What is a key difference between a valid and invalid first presented fair value gap?
-A first presented fair value gap is considered invalid if it includes the 9:29 candle. For example, if a fair value gap includes the 9:29 candle along with the 9:30 candle, it is not considered the first presented fair value gap.
How can the first presented fair value gap be used in trading?
-The first presented fair value gap can be used to identify potential trade setups. Traders can extend the gap across the day or even the week, looking for price reactions at these levels, which may indicate a potential entry point for a trade.
What is a typical reaction to the first presented fair value gap after it is formed?
-Once the first presented fair value gap is formed, price tends to gravitate toward it, often bouncing off the gap. Traders can use this bounce as a potential entry signal, especially during specific time periods like the 10:00 a.m. to 11:00 a.m. window.
How does the first presented fair value gap relate to the 2022 model?
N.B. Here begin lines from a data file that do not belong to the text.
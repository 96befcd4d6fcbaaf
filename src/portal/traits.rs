use async_trait::async_trait;
use chrono::{Local, NaiveDateTime};

use crate::error::Result;
use crate::portal::types::LoginArtifacts;

/// Performs the interactive login and hands back what a plain HTTP session needs.
/// Lets the session manager run without a real browser in tests.
#[async_trait]
pub trait Authenticator: Send + Sync {
    /// Start the underlying browser. Calling it twice is a no-op.
    async fn start(&self) -> Result<()>;

    /// Log in and return cookies plus user agent of the authenticated browser.
    async fn login(&self, username: &str, password: &str) -> Result<LoginArtifacts>;

    /// Release the browser.
    async fn shutdown(&self);
}

/// Source of local wall-clock time, used for classification and the fallback waiter
pub trait WallClock: Send + Sync {
    fn now(&self) -> NaiveDateTime;
}

#[derive(Debug, Default, Clone, Copy)]
pub struct SystemClock;

impl WallClock for SystemClock {
    fn now(&self) -> NaiveDateTime {
        Local::now().naive_local()
    }
}

/// Always reports the same instant.
#[derive(Debug, Clone, Copy)]
pub struct FixedClock(pub NaiveDateTime);

impl WallClock for FixedClock {
    fn now(&self) -> NaiveDateTime {
        self.0
    }
}
use std::sync::atomic::{AtomicBool, Ordering};
use std::sync::Arc;

use reqwest::cookie::Jar;
use reqwest::header::{HeaderMap, HeaderName, HeaderValue, ACCEPT, REFERER, USER_AGENT};
use reqwest::Client;
use tracing::{debug, info, warn};

use crate::config::PortalConfig;
use crate::error::{BotError, Result};
use crate::portal::traits::Authenticator;
use crate::portal::types::LoginArtifacts;
use crate::status::SharedSink;

const JSON_ACCEPT: &str = "application/json, text/javascript, */*; q=0.01";

/// Authenticated HTTP context shared by discovery, countdown and submission.
///
/// Cookies and headers are fixed at construction; concurrent tasks only read
/// them. Once invalidated every accessor fails with `NotAuthenticated`.
#[derive(Debug)]
pub struct Session {
    client: Client,
    logged_in: AtomicBool,
}

impl Session {
    /// Build a plain HTTP session from what the browser login produced.
    pub fn from_artifacts(config: &PortalConfig, artifacts: &LoginArtifacts) -> Result<Self> {
        let jar = Arc::new(Jar::default());
        for cookie in &artifacts.cookies {
            let mut cookie_str = format!("{}={}", cookie.name, cookie.value);
            if !cookie.domain.is_empty() {
                cookie_str.push_str(&format!("; Domain={}", cookie.domain));
            }
            if !cookie.path.is_empty() {
                cookie_str.push_str(&format!("; Path={}", cookie.path));
            }
            jar.add_cookie_str(&cookie_str, &config.base_url);
        }
        debug!("Seeded cookie jar with {} cookies", artifacts.cookies.len());

        let user_agent = artifacts
            .user_agent
            .as_deref()
            .unwrap_or(config.user_agent.as_str());

        let mut headers = HeaderMap::new();
        headers.insert(USER_AGENT, header_value(user_agent)?);
        headers.insert(
            HeaderName::from_static("x-requested-with"),
            HeaderValue::from_static("XMLHttpRequest"),
        );
        headers.insert(ACCEPT, HeaderValue::from_static(JSON_ACCEPT));
        headers.insert(REFERER, header_value(config.discovery_url()?.as_str())?);

        let client = Client::builder()
            .cookie_provider(jar)
            .default_headers(headers)
            .timeout(config.request_timeout)
            .build()?;

        Ok(Self {
            client,
            logged_in: AtomicBool::new(true),
        })
    }

    /// The shared client, or `NotAuthenticated` once the session was invalidated.
    pub fn client(&self) -> Result<&Client> {
        if self.is_logged_in() {
            Ok(&self.client)
        } else {
            Err(BotError::NotAuthenticated)
        }
    }

    pub fn is_logged_in(&self) -> bool {
        self.logged_in.load(Ordering::Acquire)
    }

    pub fn invalidate(&self) {
        self.logged_in.store(false, Ordering::Release);
    }
}

fn header_value(value: &str) -> Result<HeaderValue> {
    HeaderValue::from_str(value)
        .map_err(|e| BotError::Config(format!("invalid header value '{value}': {e}")))
}

/// Drives the browser login once and turns it into a reusable `Session`.
pub struct SessionManager {
    authenticator: Arc<dyn Authenticator>,
    config: PortalConfig,
    sink: SharedSink,
    started: AtomicBool,
}

impl SessionManager {
    pub fn new(authenticator: Arc<dyn Authenticator>, config: PortalConfig, sink: SharedSink) -> Self {
        Self {
            authenticator,
            config,
            sink,
            started: AtomicBool::new(false),
        }
    }

    /// Start the browser. A second call only warns.
    pub async fn start(&self) -> Result<()> {
        if self.started.swap(true, Ordering::AcqRel) {
            warn!("Browser start requested twice, ignoring");
            self.sink.warning("Browser is already running.");
            return Ok(());
        }

        self.sink.info("Initializing browser...");
        if let Err(e) = self.authenticator.start().await {
            self.started.store(false, Ordering::Release);
            self.sink.error(&format!("Could not start the browser: {e}"));
            return Err(e);
        }
        Ok(())
    }

    pub fn is_started(&self) -> bool {
        self.started.load(Ordering::Acquire)
    }

    /// Log in through the browser and copy its state into an HTTP session.
    pub async fn login(&self, username: &str, password: &str) -> Result<Arc<Session>> {
        if !self.is_started() {
            self.start().await?;
        }

        self.sink.info(&format!("Attempting to log in as {username}..."));
        let artifacts = match self.authenticator.login(username, password).await {
            Ok(artifacts) => artifacts,
            Err(e @ BotError::AuthTimeout { .. }) => {
                self.sink
                    .error("Login FAILED. Check credentials or website status.");
                return Err(e);
            }
            Err(e) => {
                self.sink
                    .error(&format!("An unexpected login error occurred: {e}"));
                return Err(e);
            }
        };

        let session = Session::from_artifacts(&self.config, &artifacts)?;
        info!(cookies = artifacts.cookies.len(), "🔐 Session established");
        self.sink.info("Login successful.");
        Ok(Arc::new(session))
    }

    pub async fn shutdown(&self) {
        if self.started.swap(false, Ordering::AcqRel) {
            self.sink.info("Shutting down browser.");
            self.authenticator.shutdown().await;
        }
    }
}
-The first presented fair value gap can complement the 2022 model by adding extra confidence to a trade setup. If a trade meets the criteria for the 2022 model and also aligns with the first presented fair value gap, the confidence in the setup increases.
What does the use of the first presented fair value gap in conjunction with daily volume imbalances indicate?
-When price reacts to the first presented fair value gap and moves toward or away from a daily volume imbalance, it indicates that there is a significant price level to watch. For example, if price runs into a daily volume imbalance, it could signal a continuation or reversal based on the gap.
What should traders look for when the price fails to respect the first presented fair value gap?
-If price fails to respect the first presented fair value gap (e.g., the gap is not hit or is violated without a proper retest), it might be a sign to wait for the next gap or to consider other indicators to reassess the market conditions.
What is a post-news fair value gap, and how is it different from the first presented fair value gap?
-A post-news fair value gap forms after an 8:30 news release, whereas the first presented fair value gap forms after the market opens at 9:30. The post-news gap is used to identify significant market reactions post-news, and is often used to trade short-term price movements following a news event.
How do balanced price ranges affect the validity of a fair value gap?
-A balanced price range, where price moves up and then down within the same candle, is considered less significant when forming a fair value gap. If the gap occurs within such a balanced range, it is not considered a valid fair value gap for trading purposes.
What does it mean when the first presented fair value gap isn't tagged during a day?
-If the first presented fair value gap isn't tagged during a particular day and just runs away, traders may look to use that gap the following day, especially if the price is still in close proximity. This suggests that the gap may still hold significance for future price action.